OUTDOOR POWER TIP: If you have access to an outdoor grill, finish the ribs (step 11) on the grill.
Instapot Instant-ish St Louis Pork Ribs
- Baking Sheet
- 2 racks St. Louis or Baby Back Ribs
- 3 tbsp Brown Sugar
- 2 tbsp Paprika
- 1 tbsp Smoked Paprika
- 2 tbsp Garlic Powder
- 2 tbsp Black Pepper
- 2 tbsp Oregano
- 1½ cups Chicken Stock or Water plus Bouillon Paste
- 3 splashes Liquid Smoke Optional but useful
- 2 tbsp Store-bought Barbeque Sauce Add more for additional sweetness
- Remove the membrane on the back of the ribs by slicing under the membrane until you get enough purchase to peel away the entire membrane. It is a hassle, but try not to forget this.
- Make a simple dry rub from spices that you probably have in your kitchen. I used brown
sugar, paprika, smoked paprika, garlic powder, black pepper and oregano. Note that I did NOT add salt. Rub spices all over the ribs.
- Roll up the ribs and place them in the InstantPot sideways.
- Add 1 ½ cups chicken stock or water plus bouillon paste (I used Better Than Bouillon). This adds salt to the meat. I also like to add a few generous splashes of Liquid Smoke.
- Set the InstantPot to High Pressure for 23 Minutes. The goal is to break down the fibers of the meat enough to cleanly separate from the bone but not disintegrate.
- Once the InstantPot completes the cooking cycle, carefully open the steam vent on top and release the pressure slowly.
- Using tongs, place the cooked (and slightly grey to be honest) ribs on a baking pan.

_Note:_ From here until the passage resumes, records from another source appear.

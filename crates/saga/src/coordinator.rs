//! Saga coordinator: drives one order placement through the state machine.

use async_trait::async_trait;
use chrono::Utc;
use common::SagaId;
use domain::{Aggregate, DomainEvent, OrderValidator};
use event_store::{AppendOptions, EventEnvelope, EventStore, EventStoreError, Version};
use serde::Serialize;
use tokio::sync::watch;

use crate::aggregate::{CompensationStatus, NextAction, SagaRecord};
use crate::compensation::{
    CompensationEngine, CompensationEntry, CompensationFailure, CompensationLog,
};
use crate::config::SagaConfig;
use crate::error::{Result, SagaError};
use crate::events::SagaEvent;
use crate::gateway::{
    ActivityGateway, FundsService, MatchingService, PlaceOrder, ReserveFunds, ResourceCall,
    StepFailure, StepOutcome,
};
use crate::idempotency::{IdempotencyKey, Step};
use crate::state::{FailureKind, SagaState};

/// Cancellation request for one running saga.
///
/// Checked only between steps; a call already in flight always finishes.
#[derive(Debug, Clone, Default)]
pub struct CancelSignal(Option<watch::Receiver<bool>>);

impl CancelSignal {
    /// A signal that never fires.
    pub fn never() -> Self {
        Self(None)
    }

    pub fn new(receiver: watch::Receiver<bool>) -> Self {
        Self(Some(receiver))
    }

    pub fn is_cancelled(&self) -> bool {
        self.0.as_ref().is_some_and(|rx| *rx.borrow())
    }
}

/// What the caller learns once a saga stops moving.
#[derive(Debug, Clone, PartialEq, Eq, Serialize)]
pub struct SagaOutcome {
    pub saga_id: SagaId,
    pub state: SagaState,
    pub reservation_id: Option<String>,
    pub order_id: Option<String>,
    pub match_id: Option<String>,
    pub failure_reason: Option<String>,
    pub failure_kind: Option<FailureKind>,
    /// Rollback problems, reported apart from the failure reason.
    pub compensation_failures: Vec<CompensationFailure>,
}

impl SagaOutcome {
    fn from_record(saga_id: SagaId, record: &SagaRecord) -> Self {
        Self {
            saga_id,
            state: record.state(),
            reservation_id: record.reservation_id().map(str::to_string),
            order_id: record.order_id().map(str::to_string),
            match_id: record.match_id().map(str::to_string),
            failure_reason: record.failure_reason().map(str::to_string),
            failure_kind: record.failure_kind(),
            compensation_failures: record.compensation_failures().to_vec(),
        }
    }

    pub fn requires_attention(&self) -> bool {
        !self.compensation_failures.is_empty()
    }
}

/// Orchestrates order placement sagas.
///
/// Validate, reserve, place and commit run strictly in sequence. Every
/// transition and call intent is appended to the saga's stream before the
/// call is made, with the version last seen, so a saga can be resumed
/// after a crash and two coordinators can never both advance it.
///
/// A logged call with no answer yet belongs to whoever logged it until its
/// lease runs out (the call's worst-case retry time plus one timeout). A
/// resume that finds such a call waits out the lease before re-issuing it.
pub struct SagaCoordinator<S, F, M> {
    store: S,
    gateway: ActivityGateway<F, M>,
    validator: OrderValidator,
}
//! Bounded pool of running sagas.

use std::collections::HashMap;
use std::sync::Arc;

use common::SagaId;
use domain::OrderRequest;
use event_store::EventStore;
use tokio::sync::{Mutex, Semaphore, watch};

use crate::coordinator::{CancelSignal, SagaCoordinator};
use crate::error::{Result, SagaError};
use crate::gateway::{FundsService, MatchingService};

/// Runs sagas in the background, at most `max_concurrent` at a time.
///
/// Sagas share nothing but the coordinator; each one runs its steps in
/// sequence on its own task. Submitted sagas wait for a permit in
/// `Pending`.
pub struct SagaRunner<S, F, M> {
    coordinator: Arc<SagaCoordinator<S, F, M>>,
    permits: Arc<Semaphore>,
    max_concurrent: u32,
    shutdown: watch::Sender<bool>,
    cancels: Arc<Mutex<HashMap<SagaId, watch::Sender<bool>>>>,
}

impl<S, F, M> SagaRunner<S, F, M>
where
    S: EventStore + 'static,
    F: FundsService + 'static,
    M: MatchingService + 'static,
{
    pub fn new(coordinator: Arc<SagaCoordinator<S, F, M>>, max_concurrent: usize) -> Self {
        let max_concurrent = u32::try_from(max_concurrent.max(1)).unwrap_or(u32::MAX >> 3);
        let (shutdown, _) = watch::channel(false);
        Self {
            coordinator,
            permits: Arc::new(Semaphore::new(max_concurrent as usize)),
            max_concurrent,
            shutdown,
            cancels: Arc::default(),
        }
    }

    pub fn coordinator(&self) -> &Arc<SagaCoordinator<S, F, M>> {
        &self.coordinator
    }

    pub fn is_shutting_down(&self) -> bool {
        *self.shutdown.borrow()
    }

    /// Sagas currently holding a permit.
    pub fn in_flight(&self) -> usize {
        (self.max_concurrent as usize).saturating_sub(self.permits.available_permits())
    }

    /// Records the saga as `Pending` and queues it for execution.
    ///
    /// Returns once the saga is in the log, before any step runs.
    pub async fn submit(&self, request: OrderRequest, saga_id: Option<SagaId>) -> Result<SagaId> {
        if self.is_shutting_down() {
            return Err(SagaError::ShuttingDown);
        }
        let saga_id = saga_id.unwrap_or_default();
        self.coordinator.start(saga_id, request).await?;
        self.spawn(saga_id).await;
        Ok(saga_id)
    }

    /// Asks a queued or running saga to stop at its next step boundary.
    ///
    /// Returns false when the saga is not running in this process.
    pub async fn cancel(&self, saga_id: SagaId) -> bool {
        match self.cancels.lock().await.get(&saga_id) {
            Some(sender) => {
                sender.send_replace(true);
                true
            }
            None => false,
        }
    }

    /// Queues every saga the log shows as unfinished. Returns how many.
    pub async fn recover(&self) -> Result<usize> {
        let incomplete = self.coordinator.incomplete_sagas().await?;
        let mut queued = 0;
        for saga_id in incomplete {
            if self.cancels.lock().await.contains_key(&saga_id) {
                continue;
            }
            self.spawn(saga_id).await;
            queued += 1;
        }
        if queued > 0 {
            tracing::info!(queued, "resuming incomplete sagas");
        }
        Ok(queued)
    }

    /// Stops taking sagas and waits for running ones to finish, including
    /// any compensation in progress. Queued sagas stay `Pending` for the
    /// next recovery.
    pub async fn shutdown(&self) {
        self.shutdown.send_replace(true);
        tracing::info!(in_flight = self.in_flight(), "waiting for running sagas");
        if let Ok(permits) = self.permits.acquire_many(self.max_concurrent).await {
            permits.forget();
        }
        self.permits.close();
        tracing::info!("saga runner stopped");
    }

    async fn spawn(&self, saga_id: SagaId) {
        let (cancel_tx, cancel_rx) = watch::channel(false);
        self.cancels.lock().await.insert(saga_id, cancel_tx);

        let coordinator = Arc::clone(&self.coordinator);
        let permits = Arc::clone(&self.permits);
        let cancels = Arc::clone(&self.cancels);
        let shutdown = self.shutdown.subscribe();

        tokio::spawn(async move {
            let permit = tokio::select! {
                biased;
                _ = wait_for_shutdown(shutdown.clone()) => None,
                permit = permits.acquire_owned() => permit.ok(),
            };

            let stopping = *shutdown.borrow();
            match permit {
                Some(_permit) if !stopping => {
                    match coordinator.resume(saga_id, CancelSignal::new(cancel_rx)).await {
                        Ok(outcome) if outcome.requires_attention() => {
                            tracing::error!(
                                %saga_id,
                                failures = outcome.compensation_failures.len(),
                                alert = true,
                                "saga finished with unresolved compensation"
                            );
                        }
                        Ok(outcome) => {
                            tracing::debug!(%saga_id, state = %outcome.state, "saga finished");
                        }
                        Err(e) => {
                            tracing::error!(%saga_id, error = %e, "saga stopped on error");
                        }
                    }
                }
                _ => {
                    tracing::info!(%saga_id, "shutting down; saga left for recovery");
                }
            }

            cancels.lock().await.remove(&saga_id);
        });
    }
}

async fn wait_for_shutdown(mut shutdown: watch::Receiver<bool>) {
    let _ = shutdown.wait_for(|stopping| *stopping).await;
}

- The residual liquid in the InstantPot is precious. Pour it into a wide frying pan, strain away the fat and turn up the heat to a high boil. The goal is to reduce the liquid by 75% until thickened. You will know if you are done when the liquid tastes salty, savory and well-seasoned from the dry rub.
- Time to add the ‘sweet.’ Add two tablespoons (or more if that’s your thing) of BBQ Sauce to the pan and blend in. Turn off heat.
- Glaze the ribs with the sauce on both sides.
- Place ribs under broiler for 5-10 minutes until color turns dark and fantastic. Flip and broil the other side then cut and plate your finished ribs.